The offseason wasn’t anything like Josie Lee had ever experienced before, or would care to experience again. But this March is feeling awfully familiar and the former Cony High School star is fine with that — to a point.

Lee and the Tufts Jumbos are in the NCAA Division III Final Four for a third consecutive year. Despite their 27-3 record, it’s been a season in which the Jumbos and Lee have had to overcome some uncertainty.

The 5-foot-7 junior guard from Augusta is a co-captain for Tufts. Last year, she stepped into the starting lineup for an injured senior during the New England Small College Athletic Conference tournament. This year, she’s come back from two injuries to reclaim her starting role and be the two-way spark the Jumbos needed to change their style and stay in national contention.

Seventh-ranked Tufts takes on unranked Wartburg (23-7) at 5 p.m. Saturday in Columbus, Ohio.

The Jumbos’ mindset this year is the same as always — win the program’s first national title — but with most of the core that led them to the last two national semifinals graduated and a new style of play, Lee said this is not the same team as the one that each time came up a game short. This time, the Jumbos insist they won’t settle for anything short of that goal, and Lee is one of the grizzled veterans who is setting that tone.

“It’s a different type of feeling this year,” she said. “My role is probably similar to how I ended last year. But I’m a junior captain, so my leadership role has increased.”

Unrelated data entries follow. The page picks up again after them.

/// Storage layer for authors, cheeps, comments and the follow graph.
///
/// `PgChirpRepository` is the production implementation. `InMemoryChirpRepository`
/// backs the test suite and the `CHIRP_STORAGE=memory` development mode.
pub mod memory;
pub mod postgres;

pub use memory::InMemoryChirpRepository;
pub use postgres::PgChirpRepository;

use crate::error::Result;
use crate::models::{
    Author, Cheep, CheepWithAuthor, Comment, CommentWithAuthor, NewAuthor,
};
use uuid::Uuid;

#[async_trait::async_trait]
pub trait AuthorRepository: Send + Sync {
    async fn find_by_username(&self, username: &str) -> Result<Option<Author>>;

    async fn find_by_email(&self, email: &str) -> Result<Option<Author>>;

    async fn find_by_id(&self, id: Uuid) -> Result<Option<Author>>;

    /// Insert a new author. Duplicate username or email yields `Conflict`.
    async fn create_author(&self, author: NewAuthor) -> Result<Author>;

    /// Insert the author if the id is unknown, otherwise refresh username and email.
    async fn ensure_author(&self, id: Uuid, username: &str, email: &str) -> Result<Author>;

    async fn update_image(&self, id: Uuid, image_url: Option<String>) -> Result<bool>;

    /// Create a follow edge. Returns true if the edge is new.
    async fn follow(&self, follower_id: Uuid, followee_id: Uuid) -> Result<bool>;

    /// Remove a follow edge. Returns true if an edge was removed.
    async fn unfollow(&self, follower_id: Uuid, followee_id: Uuid) -> Result<bool>;

    async fn is_following(&self, follower_id: Uuid, followee_id: Uuid) -> Result<bool>;

    /// Authors followed by `id`, ordered by username
    async fn following(&self, id: Uuid) -> Result<Vec<Author>>;

    /// Authors following `id`, ordered by username
    async fn followers(&self, id: Uuid) -> Result<Vec<Author>>;

    /// Returns (followers_count, following_count)
    async fn follow_counts(&self, id: Uuid) -> Result<(i64, i64)>;

    /// Delete an author with their cheeps, comments (including comments on their
    /// cheeps) and every follow edge naming them.
    async fn delete_author(&self, id: Uuid) -> Result<bool>;
}

#[async_trait::async_trait]
pub trait CheepRepository: Send + Sync {
    async fn create_cheep(&self, author_id: Uuid, text: &str) -> Result<Cheep>;

    async fn find_cheep(&self, id: Uuid) -> Result<Option<CheepWithAuthor>>;

    /// All cheeps, newest first
    async fn list_cheeps(&self, offset: i64, limit: i64) -> Result<Vec<CheepWithAuthor>>;

    async fn list_cheeps_by_author(
        &self,
        author_id: Uuid,
        offset: i64,
        limit: i64,
    ) -> Result<Vec<CheepWithAuthor>>;

    /// Cheeps written by any of `author_ids`, newest first
    async fn list_cheeps_by_authors(
        &self,
        author_ids: &[Uuid],
        offset: i64,
        limit: i64,
    ) -> Result<Vec<CheepWithAuthor>>;

    async fn count_cheeps(&self) -> Result<i64>;

    async fn count_cheeps_by_author(&self, author_id: Uuid) -> Result<i64>;

    async fn count_cheeps_by_authors(&self, author_ids: &[Uuid]) -> Result<i64>;

    /// Delete a cheep owned by `author_id` along with its comments.
    async fn delete_cheep(&self, id: Uuid, author_id: Uuid) -> Result<bool>;
}

#[async_trait::async_trait]
pub trait CommentRepository: Send + Sync {
    /// Fails with `NotFound` when the cheep does not exist.
    async fn create_comment(&self, cheep_id: Uuid, author_id: Uuid, text: &str)
        -> Result<Comment>;

    /// Comments on a cheep, oldest first
    async fn list_comments(&self, cheep_id: Uuid) -> Result<Vec<CommentWithAuthor>>;

    async fn delete_comment(&self, id: Uuid, author_id: Uuid) -> Result<bool>;
}

/// Everything the services need from storage.
#[async_trait::async_trait]
pub trait ChirpRepository: AuthorRepository + CheepRepository + CommentRepository {
    async fn health_check(&self) -> Result<()> {
        Ok(())
    }
}
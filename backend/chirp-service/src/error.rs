/// Error types for chirp-service
///
/// Errors raised anywhere below the handlers are converted to JSON HTTP
/// responses through `ResponseError`.
use actix_web::{error::ResponseError, http::StatusCode, HttpResponse};
use thiserror::Error;

/// Result type for chirp-service operations
pub type Result<T> = std::result::Result<T, AppError>;

#[derive(Error, Debug)]
pub enum AppError {
    #[error("Database error: {0}")]
    Database(sqlx::Error),

    #[error("Validation error: {0}")]
    Validation(String),

    #[error("Not found: {0}")]
    NotFound(String),

    #[error("Unauthorized: {0}")]
    Unauthorized(String),

    #[error("Forbidden: {0}")]
    Forbidden(String),

    #[error("Conflict: {0}")]
    Conflict(String),

    #[error("Internal error: {0}")]
    Internal(String),
}

impl ResponseError for AppError {
    fn status_code(&self) -> StatusCode {
        match self {
            AppError::Database(_) | AppError::Internal(_) => StatusCode::INTERNAL_SERVER_ERROR,
            AppError::Validation(_) => StatusCode::BAD_REQUEST,
            AppError::NotFound(_) => StatusCode::NOT_FOUND,
            AppError::Unauthorized(_) => StatusCode::UNAUTHORIZED,
            AppError::Forbidden(_) => StatusCode::FORBIDDEN,
            AppError::Conflict(_) => StatusCode::CONFLICT,
        }
    }

    fn error_response(&self) -> HttpResponse {
        let status = self.status_code();

        // Don't leak driver details to clients
        let error_msg = match self {
            AppError::Database(e) => {
                tracing::error!(error = %e, "database error while handling request");
                "Database error".to_string()
            }
            other => other.to_string(),
        };

        HttpResponse::build(status).json(serde_json::json!({
            "error": error_msg,
            "status": status.as_u16(),
        }))
    }
}

impl From<sqlx::Error> for AppError {
    fn from(err: sqlx::Error) -> Self {
        if let sqlx::Error::Database(db_err) = &err {
            match db_err.code().as_deref() {
                Some("23505") => {
                    return AppError::Conflict(
                        db_err
                            .constraint()
                            .map(|c| format!("duplicate value violates {}", c))
                            .unwrap_or_else(|| "duplicate value".to_string()),
                    )
                }
                Some("23514") => return AppError::Validation(db_err.message().to_string()),
                // Referenced author or cheep vanished, e.g. deleted concurrently
                Some("23503") => {
                    return AppError::NotFound(
                        db_err
                            .constraint()
                            .map(|c| format!("referenced row missing ({})", c))
                            .unwrap_or_else(|| "referenced row missing".to_string()),
                    )
                }
                _ => {}
            }
        }
        AppError::Database(err)
    }
}

impl From<validator::ValidationErrors> for AppError {
    fn from(errors: validator::ValidationErrors) -> Self {
        let fields: Vec<String> = errors
            .field_errors()
            .iter()
            .map(|(field, errs)| {
                let reasons: Vec<String> = errs
                    .iter()
                    .map(|e| {
                        e.message
                            .as_ref()
                            .map(|m| m.to_string())
                            .unwrap_or_else(|| e.code.to_string())
                    })
                    .collect();
                format!("{}: {}", field, reasons.join(", "))
            })
            .collect();
        AppError::Validation(fields.join("; "))
    }
}

impl From<serde_json::Error> for AppError {
    fn from(err: serde_json::Error) -> Self {
        AppError::Internal(err.to_string())
    }
}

Lee did what leaders do in the sectional final against Scranton (Pennsylvania). She played a season-high 35 minutes and hit a big 3-pointer that triggered a 10-0 Jumbos run to obliterate a 45-45 tie and deflate the Royals, who had already pulled off one big comeback on their home floor to make a game of it in the second half.

“That was a great feeling. I got super excited after that shot,” said Lee, who finished with seven points, four rebounds and three assists.

“We play in a very good conference and we’ve been in those situations,” she added. “So when we do need to make those type of shots, we’ve got a lot of confidence.”

Lee missed part of the NESCAC gauntlet after suffering a concussion Jan. 6 at Bowdoin. She had to sit out three games, which included a chance for friends and family in Augusta to see her play at Colby. Coach Carla Berube eased her back into the starting lineup, coming off the bench her first five games back.

The mid-season hiatus and ascent back into the starting lineup were fairly simple compared to what Lee had to go through to get back on the court in time for the start of the season. She fractured her foot last spring, requiring a metal plate to be inserted on May 8 to bring the bones in her foot back together. The plate was removed Aug. 10, leaving Lee a little over three months to rehab the foot in time for the start of the season in late November.

Lee missed the preseason but was more concerned with being in shape for the grind of the regular season. The Jumbos graduated about 50 percent of their offense and wanted to become more of an up-tempo team. Berube stressed that her guards would have to be aggressive in the halfcourt defense for that to work. Lee would have to be the first line of defense in the halfcourt and look to force the tempo whenever possible.

“I really focused on making sure my energy was always there,” Lee said. “I was winded very quickly when I first started practicing.”

She played 28 minutes as a reserve in the season-opening win against Brandeis and immediately returned to the starting lineup for game two against Eastern Connecticut St.

Lee settled into her role and averaged five points, four rebounds and 2.3 assists per game. The Jumbos went 22-1 after the holiday break, including 10-0 in NESCAC for the third straight year.

“I knew we were capable of this with the pieces that we had, but I think it was going to take us a little time to figure out roles and just piece things together,” Berube said on Tufts’ web site. “I couldn’t be more proud of how they’ve stepped up. We had a couple of tough losses first semester. The players got together, rallied together and when we started to play well in the beginning of the second semester they didn’t think anything was going to stand in their way.”

Tufts’ Final Four experience makes it the favorite against Wartburg (of Waverly, Iowa), which had a Cinderella run through its sectional in St. Paul, Minnesota. Tufts isn’t the only team left with a big-game history. Defending champion Thomas More College (Crestview Hills, Kentucky), which beat the Jumbos in last year’s semifinal, and Amherst (Massachusetts), which edged Tufts, 50-49, in the NESCAC championship, will meet in the other semifinal.

The Jumbos can get the ultimate revenge on one of those teams in the championship game, but no one knows more about how difficult it is to go from on the door step to actually opening the door to a national title, so Lee isn’t taking anything for granted.

“Wartburg has been playing at a very high level during tournament time,” Lee said. “They have a good post player and really good shooting guards. We’ve been paying close attention during scouting and practice and our coaches do a good job of preparing us for whoever we play.”

That’s where the experience can be a big factor in Tufts’ favor, Lee said. Being physically prepared for the final four is one thing. Being mentally prepared for all that surrounds the event so that it doesn’t translate to a lack of focus come game time is just as important.

“We already know we’re going to be treated great at the final four and how great all of the off-the-court stuff can be, so we’re just focused on what it takes to win a national championship,” she said.